Arrest, conviction records: The EEOC takes the position that questions
concerning arrest are improper unless the applicant is being considered for a
"security sensitive" job and the employer does an investigation to determine,
in effect, whether the applicant was likely to have committed the crime for which
he or she was arrested. The EEOC also says that questions about an applicant's
conviction record are improper unless the employer can show that the conviction
is in some way related to the position being applied for. The EEOC takes these
positions because of statistics which show that minorities are arrested and convicted
at considerably higher rates than whites.
Garnishment: Questions concerning whether an applicant has been the subject
of garnishment proceedings should be eliminated from employment applications.

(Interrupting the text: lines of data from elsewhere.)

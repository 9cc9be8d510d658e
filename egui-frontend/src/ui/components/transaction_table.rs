//! # Transaction Table Module
//!
//! The "Transações" page: search field, type filter, sortable statement
//! table and load-more pagination. Row actions open the edit and delete
//! modals.

use eframe::egui;
use egui_extras::{Column, TableBuilder};

use crate::ui::app_state::FinanceApp;
use crate::ui::components::styling::card_frame;
use crate::ui::components::ui_components::{
    card_title, text, themed_button, ButtonSize, ButtonVariant, TextVariant,
};
use crate::ui::mappers::to_display_row;
use crate::ui::state::{DeleteConfirmState, EditFormState};
use shared::{SortField, Transaction, TransactionType};

/// Row action picked while rendering the table body
enum RowAction {
    Edit(Transaction),
    Delete(Transaction),
}

impl FinanceApp {
    pub fn render_transactions_page(&mut self, ui: &mut egui::Ui) {
        egui::Frame::none()
            .inner_margin(egui::Margin::symmetric(24.0, 12.0))
            .show(ui, |ui| {
                card_frame(&self.theme).show(ui, |ui| {
                    ui.set_width(ui.available_width());
                    card_title(ui, &self.theme, "Transações", None);
                    ui.add_space(8.0);

                    self.render_table_controls(ui);
                    ui.add_space(12.0);

                    if !self.table.initial_load_complete {
                        ui.vertical_centered(|ui| {
                            ui.spinner();
                            ui.label(text(
                                "Carregando transações...",
                                TextVariant::TextRegular,
                                self.theme.typography.secondary,
                            ));
                        });
                        return;
                    }

                    let (visible, has_more) = self.table.visible_transactions();
                    if visible.is_empty() {
                        ui.vertical_centered(|ui| {
                            ui.add_space(20.0);
                            ui.label(text(
                                "Nenhuma transação encontrada",
                                TextVariant::TextRegular,
                                self.theme.typography.secondary,
                            ));
                            ui.add_space(20.0);
                        });
                        return;
                    }

                    if let Some(action) = self.render_table(ui, &visible) {
                        match action {
                            RowAction::Edit(transaction) => {
                                self.edit_form = Some(EditFormState::new(&transaction));
                            }
                            RowAction::Delete(transaction) => {
                                self.delete_confirm = Some(DeleteConfirmState::new(transaction));
                            }
                        }
                    }

                    if has_more {
                        ui.add_space(12.0);
                        ui.vertical_centered(|ui| {
                            if themed_button(
                                ui,
                                &self.theme,
                                "Carregar mais",
                                ButtonVariant::Primary,
                                ButtonSize::Medium,
                                true,
                            )
                            .clicked()
                            {
                                self.table.load_more();
                            }
                        });
                    }
                });
            });
    }

    /// Search input and the type filter selector
    fn render_table_controls(&mut self, ui: &mut egui::Ui) {
        ui.horizontal(|ui| {
            let mut query = self.table.search_query.clone();
            let response = ui.add(
                egui::TextEdit::singleline(&mut query)
                    .hint_text("Buscar transação")
                    .desired_width(260.0),
            );
            if response.changed() {
                self.table.set_search_query(query);
            }

            ui.add_space(16.0);

            let selected_label = self
                .table
                .type_filter
                .map_or("Todos os tipos", |kind| kind.label());
            let mut filter_change: Option<Option<TransactionType>> = None;
            egui::ComboBox::from_id_source("type_filter")
                .selected_text(selected_label)
                .show_ui(ui, |ui| {
                    if ui
                        .selectable_label(self.table.type_filter.is_none(), "Todos os tipos")
                        .clicked()
                    {
                        filter_change = Some(None);
                    }
                    for kind in TransactionType::ALL {
                        let active = self.table.type_filter == Some(kind);
                        if ui.selectable_label(active, kind.label()).clicked() {
                            filter_change = Some(Some(kind));
                        }
                    }
                });
            if let Some(filter) = filter_change {
                self.table.set_type_filter(filter);
            }
        });
    }

    /// The statement rows. Returns an action if an edit/delete button was
    /// clicked this frame.
    fn render_table(&mut self, ui: &mut egui::Ui, visible: &[Transaction]) -> Option<RowAction> {
        let mut action = None;
        let mut sort_clicked: Option<SortField> = None;

        let header_bg = self.theme.table.header_background;
        let header_text_color = self.theme.table.header_text;

        TableBuilder::new(ui)
            .striped(true)
            .resizable(false)
            .cell_layout(egui::Layout::left_to_right(egui::Align::Center))
            .column(Column::exact(70.0)) // type tag
            .column(Column::remainder().at_least(180.0)) // description
            .column(Column::exact(120.0)) // category
            .column(Column::exact(120.0)) // amount
            .column(Column::exact(100.0)) // date
            .column(Column::exact(70.0)) // actions
            .header(36.0, |mut header| {
                let mut sortable_column =
                    |header: &mut egui_extras::TableRow<'_, '_>, label: &str, field: SortField| {
                        header.col(|ui| {
                            ui.painter().rect_filled(
                                ui.max_rect().expand(2.0),
                                egui::Rounding::ZERO,
                                header_bg,
                            );
                            let active = self.table.sort_field == field;
                            let title = if active {
                                format!("{} {}", label, self.table.sort_direction.indicator())
                            } else {
                                label.to_string()
                            };
                            let response = ui.add(
                                egui::Button::new(
                                    egui::RichText::new(title)
                                        .strong()
                                        .color(header_text_color),
                                )
                                .fill(egui::Color32::TRANSPARENT),
                            );
                            if response.clicked() {
                                sort_clicked = Some(field);
                            }
                        });
                    };

                header.col(|ui| {
                    ui.painter().rect_filled(
                        ui.max_rect().expand(2.0),
                        egui::Rounding::ZERO,
                        header_bg,
                    );
                    ui.label(
                        egui::RichText::new("Tipo")
                            .strong()
                            .color(header_text_color),
                    );
                });
                sortable_column(&mut header, "Descrição", SortField::Description);
                sortable_column(&mut header, "Categoria", SortField::Category);
                sortable_column(&mut header, "Valor", SortField::Amount);
                sortable_column(&mut header, "Data", SortField::Date);
                header.col(|ui| {
                    ui.painter().rect_filled(
                        ui.max_rect().expand(2.0),
                        egui::Rounding::ZERO,
                        header_bg,
                    );
                });
            })
            .body(|mut body| {
                for transaction in visible {
                    let row_data = to_display_row(transaction);
                    let amount_color = self.theme.amount_color(row_data.inflow);

                    body.row(36.0, |mut row| {
                        row.col(|ui| {
                            ui.label(text(
                                format!("{} {}", row_data.direction, row_data.type_label),
                                TextVariant::TextSmall,
                                amount_color,
                            ));
                        });
                        row.col(|ui| {
                            ui.label(text(
                                &row_data.description,
                                TextVariant::TextSmall,
                                self.theme.typography.primary,
                            ));
                        });
                        row.col(|ui| {
                            ui.label(text(
                                &row_data.category,
                                TextVariant::TextSmall,
                                self.theme.typography.secondary,
                            ));
                        });
                        row.col(|ui| {
                            ui.label(text(
                                &row_data.formatted_amount,
                                TextVariant::TextSmallBold,
                                amount_color,
                            ));
                        });
                        row.col(|ui| {
                            ui.label(text(
                                &row_data.formatted_date,
                                TextVariant::TextSmall,
                                self.theme.typography.secondary,
                            ));
                        });
                        row.col(|ui| {
                            let edit = ui
                                .button(egui::RichText::new("✏").size(13.0))
                                .on_hover_text("Editar transação");
                            if edit.clicked() {
                                action = Some(RowAction::Edit(transaction.clone()));
                            }
                            let delete = ui
                                .button(egui::RichText::new("🗑").size(13.0))
                                .on_hover_text("Deletar transação");
                            if delete.clicked() {
                                action = Some(RowAction::Delete(transaction.clone()));
                            }
                        });
                    });
                }
            });

        if let Some(field) = sort_clicked {
            self.table.toggle_sort(field);
        }

        action
    }
}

Using the garnishment history of an applicant in determining whether he or she
will be hired is probably discriminatory, because more minority members have their
wages garnished than do with whites.
Citizenship: The anti-discrimination provision of the Immigration Reform
and Control Act provides that an employer cannot discriminate because an applicant
is not a U.S. citizen. Therefore, in order to avoid charges of discrimination
under this Act, citizenship questions should probably be deleted from employment
applications. The form I-9 is the appropriate place to determine citizenship status
instead of the employment application.
Drugs, smoking: It is permissable to ask an applicant if he or she uses
drugs or smokes. The application also affords an employer the opportunity to obtain
the applicant's agreement to be bound by the employer's drug and smoking policies.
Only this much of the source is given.